/---

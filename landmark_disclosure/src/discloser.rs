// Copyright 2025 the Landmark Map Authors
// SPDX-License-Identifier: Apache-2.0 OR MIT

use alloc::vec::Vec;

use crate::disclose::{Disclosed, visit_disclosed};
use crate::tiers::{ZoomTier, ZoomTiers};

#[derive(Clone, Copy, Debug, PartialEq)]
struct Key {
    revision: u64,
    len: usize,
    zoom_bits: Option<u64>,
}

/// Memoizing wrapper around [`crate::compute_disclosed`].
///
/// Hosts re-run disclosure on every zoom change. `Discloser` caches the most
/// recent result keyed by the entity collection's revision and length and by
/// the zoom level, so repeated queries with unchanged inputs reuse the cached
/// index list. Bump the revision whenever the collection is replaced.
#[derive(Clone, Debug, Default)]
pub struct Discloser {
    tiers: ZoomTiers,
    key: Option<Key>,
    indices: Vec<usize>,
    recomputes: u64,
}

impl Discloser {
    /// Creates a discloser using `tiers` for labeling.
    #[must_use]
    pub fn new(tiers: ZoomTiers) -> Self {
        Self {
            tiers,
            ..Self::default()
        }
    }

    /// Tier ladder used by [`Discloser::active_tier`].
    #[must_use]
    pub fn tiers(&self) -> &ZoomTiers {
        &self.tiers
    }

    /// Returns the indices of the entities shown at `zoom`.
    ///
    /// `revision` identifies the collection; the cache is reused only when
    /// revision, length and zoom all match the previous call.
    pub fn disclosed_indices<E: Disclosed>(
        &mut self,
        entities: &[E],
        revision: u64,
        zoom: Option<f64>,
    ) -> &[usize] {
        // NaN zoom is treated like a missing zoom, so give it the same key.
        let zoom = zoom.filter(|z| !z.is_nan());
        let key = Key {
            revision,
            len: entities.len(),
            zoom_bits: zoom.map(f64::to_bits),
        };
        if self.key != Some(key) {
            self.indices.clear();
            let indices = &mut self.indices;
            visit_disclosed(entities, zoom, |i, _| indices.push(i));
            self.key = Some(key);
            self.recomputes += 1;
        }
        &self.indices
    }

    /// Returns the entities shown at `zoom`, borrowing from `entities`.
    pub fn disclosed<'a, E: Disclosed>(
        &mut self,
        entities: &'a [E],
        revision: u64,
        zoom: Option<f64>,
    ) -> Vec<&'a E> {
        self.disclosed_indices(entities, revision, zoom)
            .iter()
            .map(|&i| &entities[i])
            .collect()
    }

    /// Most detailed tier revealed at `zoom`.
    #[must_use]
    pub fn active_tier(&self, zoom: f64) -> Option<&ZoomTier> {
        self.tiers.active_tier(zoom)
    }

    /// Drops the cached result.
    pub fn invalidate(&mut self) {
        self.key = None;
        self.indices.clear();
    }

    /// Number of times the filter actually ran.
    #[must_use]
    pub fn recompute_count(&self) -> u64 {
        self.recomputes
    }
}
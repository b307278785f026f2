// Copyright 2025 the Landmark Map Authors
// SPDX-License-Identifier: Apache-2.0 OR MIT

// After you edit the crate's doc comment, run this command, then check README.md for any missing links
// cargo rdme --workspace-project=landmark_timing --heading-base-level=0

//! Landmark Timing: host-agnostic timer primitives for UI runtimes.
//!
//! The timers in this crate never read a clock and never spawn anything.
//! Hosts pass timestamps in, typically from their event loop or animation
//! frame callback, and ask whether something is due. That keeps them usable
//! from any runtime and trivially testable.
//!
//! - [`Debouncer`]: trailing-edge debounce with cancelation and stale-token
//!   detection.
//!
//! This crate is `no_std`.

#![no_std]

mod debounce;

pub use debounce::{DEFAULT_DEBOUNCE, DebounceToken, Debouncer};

\---

Task goal. Each line of the data should be given back exactly.

Task solution.
filename landmark_disclosure/src/discloser.rs
// Copyright 2025 the Landmark Map Authors
// SPDX-License-Identifier: Apache-2.0 OR MIT

use alloc::vec::Vec;

use crate::disclose::{Disclosed, visit_disclosed};
use crate::tiers::{ZoomTier, ZoomTiers};

#[derive(Clone, Copy, Debug, PartialEq)]
struct Key {
    revision: u64,
    len: usize,
    zoom_bits: Option<u64>,
}

/// Memoizing wrapper around [`crate::compute_disclosed`].
///
/// Hosts re-run disclosure on every zoom change. `Discloser` caches the most
/// recent result keyed by the entity collection's revision and length and by
/// the zoom level, so repeated queries with unchanged inputs reuse the cached
/// index list. Bump the revision whenever the collection is replaced.
#[derive(Clone, Debug, Default)]
pub struct Discloser {
    tiers: ZoomTiers,
    key: Option<Key>,
    indices: Vec<usize>,
    recomputes: u64,
}

impl Discloser {
    /// Creates a discloser using `tiers` for labeling.
    #[must_use]
    pub fn new(tiers: ZoomTiers) -> Self {
        Self {
            tiers,
            ..Self::default()
        }
    }

    /// Tier ladder used by [`Discloser::active_tier`].
    #[must_use]
    pub fn tiers(&self) -> &ZoomTiers {
        &self.tiers
    }

    /// Returns the indices of the entities shown at `zoom`.
    ///
    /// `revision` identifies the collection; the cache is reused only when
    /// revision, length and zoom all match the previous call.
    pub fn disclosed_indices<E: Disclosed>(
        &mut self,
        entities: &[E],
        revision: u64,
        zoom: Option<f64>,
    ) -> &[usize] {
        // NaN zoom is treated like a missing zoom, so give it the same key.
        let zoom = zoom.filter(|z| !z.is_nan());
        let key = Key {
            revision,
            len: entities.len(),
            zoom_bits: zoom.map(f64::to_bits),
        };
        if self.key != Some(key) {
            self.indices.clear();
            let indices = &mut self.indices;
            visit_disclosed(entities, zoom, |i, _| indices.push(i));
            self.key = Some(key);
            self.recomputes += 1;
        }
        &self.indices
    }

    /// Returns the entities shown at `zoom`, borrowing from `entities`.
    pub fn disclosed<'a, E: Disclosed>(
        &mut self,
        entities: &'a [E],
        revision: u64,
        zoom: Option<f64>,
    ) -> Vec<&'a E> {
        self.disclosed_indices(entities, revision, zoom)
            .iter()
            .map(|&i| &entities[i])
            .collect()
    }

    /// Most detailed tier revealed at `zoom`.
    #[must_use]
    pub fn active_tier(&self, zoom: f64) -> Option<&ZoomTier> {
        self.tiers.active_tier(zoom)
    }

    /// Drops the cached result.
    pub fn invalidate(&mut self) {
        self.key = None;
        self.indices.clear();
    }

    /// Number of times the filter actually ran.
    #[must_use]
    pub fn recompute_count(&self) -> u64 {
        self.recomputes
    }
}
repository b307278785f026f2
// Copyright 2025 the Landmark Map Authors
// SPDX-License-Identifier: Apache-2.0 OR MIT

// After you edit the crate's doc comment, run this command, then check README.md for any missing links
// cargo rdme --workspace-project=landmark_timing --heading-base-level=0

//! Landmark Timing: host-agnostic timer primitives for UI runtimes.
//!
//! The timers in this crate never read a clock and never spawn anything.
//! Hosts pass timestamps in, typically from their event loop or animation
//! frame callback, and ask whether something is due. That keeps them usable
//! from any runtime and trivially testable.
//!
//! - [`Debouncer`]: trailing-edge debounce with cancelation and stale-token
//!   detection.
//!
//! This crate is `no_std`.

#![no_std]

mod debounce;

pub use debounce::{DEFAULT_DEBOUNCE, DebounceToken, Debouncer};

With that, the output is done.